It's funny that some people seem to think that to make a great camera you plug a great sensor into some kind of recording mechanism and you're done. One only has to look at the bother Aaton got into with their Dalsa sourced sensor to know that there's vastly more to it than that. I'm not about to go into details, but there's things you only learn about cameras when you "do them for real" and there's gotchas you never believed would occur until you're faced with dealing with them, especially as dynamic range, sensor size and frame rates increase.

Graeme
 
Wayne, I do not think so - competition is strong and the market is not monopolized. So you are just competing with established players. And the strongest advantage for cheap hardware is just production volume. Yes, small and inexpensive boards like Arduino have sufficient production volume, but how can you build as many cameras as Red and make them even cheaper - I do not see.

Easily. I don't have much time to describe every facet, I am wanted on a forum far away, and it will take a number of days work.

We are talking video camera market, they might call it a cinema camera, but it is just a fancy video camera. They under deliver and markup all the time. Ambarella was one of the few real competitors and Santo, Kodak etc pumped out outstanding for the price devices, only steps away from uncompressed record ability. At a fraction of the cost they delivered, less a few cheap to implement buttons and features. I've looked at a $799 still interchangeable lens camera reduced to $299 today, and it has worse video capability then the 5 year old Sanyo HD 2000, or other various cheaper new ones. No credible reason for it, just bloody mindedness.

Now, take a step back, which two companies control most if the sensor market?

Taking a reference board on mass produced items and using it, drastically reduces your cost and all the mass produced components are cheaper. I will tell you the truth, several years ago I looked on the oem section of one of those cheap for the quality $200-300 ambarella based
HD cameras, and they had OEM cameras making capability starting at a thousand units, a thousand, it is all done reference designs. If such manufacturers had a quality reference design and parts list, then yes, they could do cheap cameras as just one of there lines.
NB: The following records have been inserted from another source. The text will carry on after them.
//! DuckDB state store implementation

use std::path::{Path, PathBuf};
use std::sync::{Mutex, MutexGuard};
use std::thread;
use std::time::Duration;

use anyhow::anyhow;
use duckdb::{params, Connection};

use crate::domain::result::{Error, Result};
use crate::migrations::MIGRATIONS;
use crate::ports::StateStore;
use crate::services::MigrationService;

/// Maximum number of retries when database file is locked
const MAX_RETRIES: u32 = 5;

/// Initial retry delay in milliseconds (doubles each retry: 50, 100, 200, 400ms)
const INITIAL_RETRY_DELAY_MS: u64 = 50;

/// Check if an error message indicates a file locking issue that should be retried
fn is_retryable_error(err_msg: &str) -> bool {
    let lower = err_msg.to_lowercase();
    // Windows error messages
    lower.contains("being used by another process")
        || lower.contains("cannot access the file")
        // Unix/macOS error messages
        || lower.contains("resource temporarily unavailable")
        || lower.contains("database is locked")
        || lower.contains("file is already open")
        || lower.contains("could not set lock")
}

/// Application state persisted in a DuckDB file (lifeos.duckdb)
pub struct DuckDbStateStore {
    conn: Mutex<Connection>,
    db_path: PathBuf,
}

impl DuckDbStateStore {
    /// Open (or create) the state database and apply pending migrations.
    ///
    /// Retries with exponential backoff on file locking errors, which show
    /// up when the desktop app and the CLI start at the same time.
    pub fn open(db_path: &Path) -> anyhow::Result<Self> {
        let mut last_error = None;

        for attempt in 0..MAX_RETRIES {
            match Self::try_open_connection(db_path) {
                Ok(conn) => {
                    let store = Self {
                        conn: Mutex::new(conn),
                        db_path: db_path.to_path_buf(),
                    };
                    store.ensure_schema()?;
                    return Ok(store);
                }
                Err(e) => {
                    let err_msg = e.to_string();
                    if is_retryable_error(&err_msg) && attempt < MAX_RETRIES - 1 {
                        let delay =
                            Duration::from_millis(INITIAL_RETRY_DELAY_MS * 2u64.pow(attempt));
                        eprintln!(
                            "[lifeos] State database busy, retrying in {}ms (attempt {}/{})",
                            delay.as_millis(),
                            attempt + 1,
                            MAX_RETRIES
                        );
                        thread::sleep(delay);
                        last_error = Some(e);
                        continue;
                    }
                    return Err(e);
                }
            }
        }

        Err(last_error
            .unwrap_or_else(|| anyhow!("Failed to open state database after {} retries", MAX_RETRIES)))
    }

    /// In-memory database, for tests and throwaway sessions
    pub fn open_in_memory() -> anyhow::Result<Self> {
        let config = duckdb::Config::default().enable_autoload_extension(false)?;
        let store = Self {
            conn: Mutex::new(Connection::open_in_memory_with_flags(config)?),
            db_path: PathBuf::from(":memory:"),
        };
        store.ensure_schema()?;
        Ok(store)
    }

    fn try_open_connection(db_path: &Path) -> anyhow::Result<Connection> {
        // IMPORTANT: Disable extension autoloading to avoid macOS code signing issues
        let config = duckdb::Config::default().enable_autoload_extension(false)?;
        Ok(Connection::open_with_flags(db_path, config)?)
    }

    fn ensure_schema(&self) -> anyhow::Result<()> {
        let conn = self.lock()?;
        MigrationService::new(&conn, MIGRATIONS).run_pending()?;
        Ok(())
    }

    fn lock(&self) -> Result<MutexGuard<'_, Connection>> {
        self.conn
            .lock()
            .map_err(|e| Error::database(format!("Lock poisoned: {}", e)))
    }

    /// Get the path to the state database
    pub fn db_path(&self) -> &Path {
        &self.db_path
    }

    /// Size of the database file in bytes (0 for in-memory stores)
    pub fn db_size(&self) -> u64 {
        std::fs::metadata(&self.db_path).map(|m| m.len()).unwrap_or(0)
    }
}

impl StateStore for DuckDbStateStore {
    fn get(&self, key: &str) -> Result<Option<String>> {
        let conn = self.lock()?;
        let mut stmt = conn.prepare("SELECT value FROM app_state WHERE key = ?")?;
        let mut rows = stmt.query_map([key], |row| row.get::<_, String>(0))?;
        Ok(rows.next().transpose()?)
    }

    fn set(&self, key: &str, value: &str) -> Result<()> {
        let conn = self.lock()?;
        conn.execute(
            "INSERT INTO app_state (key, value, updated_at) VALUES (?, ?, current_timestamp)
             ON CONFLICT (key) DO UPDATE SET
                value = EXCLUDED.value,
                updated_at = EXCLUDED.updated_at",
            params![key, value],
        )?;
        Ok(())
    }

    fn remove(&self, key: &str) -> Result<bool> {
        let conn = self.lock()?;
        let deleted = conn.execute("DELETE FROM app_state WHERE key = ?", [key])?;
        Ok(deleted > 0)
    }

    fn entries(&self) -> Result<Vec<(String, String)>> {
        let conn = self.lock()?;
        let mut stmt = conn.prepare("SELECT key, value FROM app_state ORDER BY key")?;
        let rows = stmt.query_map([], |row| Ok((row.get::<_, String>(0)?, row.get::<_, String>(1)?)))?;

        let mut entries = Vec::new();
        for row in rows {
            entries.push(row?);
        }
        Ok(entries)
    }

    fn replace_all(&self, entries: &[(String, String)]) -> Result<()> {
        let mut conn = self.lock()?;
        let tx = conn.transaction()?;

        tx.execute("DELETE FROM app_state", [])?;
        {
            let mut stmt = tx.prepare(
                "INSERT INTO app_state (key, value, updated_at) VALUES (?, ?, current_timestamp)",
            )?;
            for (key, value) in entries {
                stmt.execute(params![key, value])?;
            }
        }

        // Dropping an uncommitted transaction rolls it back, so any `?` above leaves the store as it was
        tx.commit()?;
        Ok(())
    }

    fn len(&self) -> Result<usize> {
        let conn = self.lock()?;
        let count: i64 = conn.query_row("SELECT COUNT(*) FROM app_state", [], |row| row.get(0))?;
        Ok(count as usize)
    }
}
>Yes, you can make alternative firmware for Canon, as people do. Or "free up" Red cameras by developing alternative code for their inexpensive, volume-manufactured products. But developing a camera from scratch - I do not see any "millions" here.

Hmm, you are not considering I am not talking about from scratch, but taking a reference board obviously with the mass produced parts. and "adjusting" the code for that at least. You get major cost reduction, because your part becomes another tablet/phone/camera based on the design with a few differing parts. Now you can sell the product as a tablet/phone and/or a consumer camera with Hugh quality mode and pro/cinema mode (I don't care so much for high end cinema camera as much as something that gives basic cinema results and good pro video). As a quality product with something extra, over 90% of your sales should be consumers not using it in cinema/pro video mode, bring the volume up and price down. If somebody had the money today they could start work on this. These root OEM manufacturers produce hundreds of product lines for themselves and under contract, and have camera divisions. Up to now, they have not had a cheap cinema/pro video reference platform to choose from to do better cameras. The day of FPGA is drawing to an end, as you can get more and more powerful mass produced cheap parts capable of the same work at cheap power. It seems they will become 4k pro capable in a big enough form factor before process technology maxes out benefits of decrease size, it is close, but a tablet should be able to accommodate more easily.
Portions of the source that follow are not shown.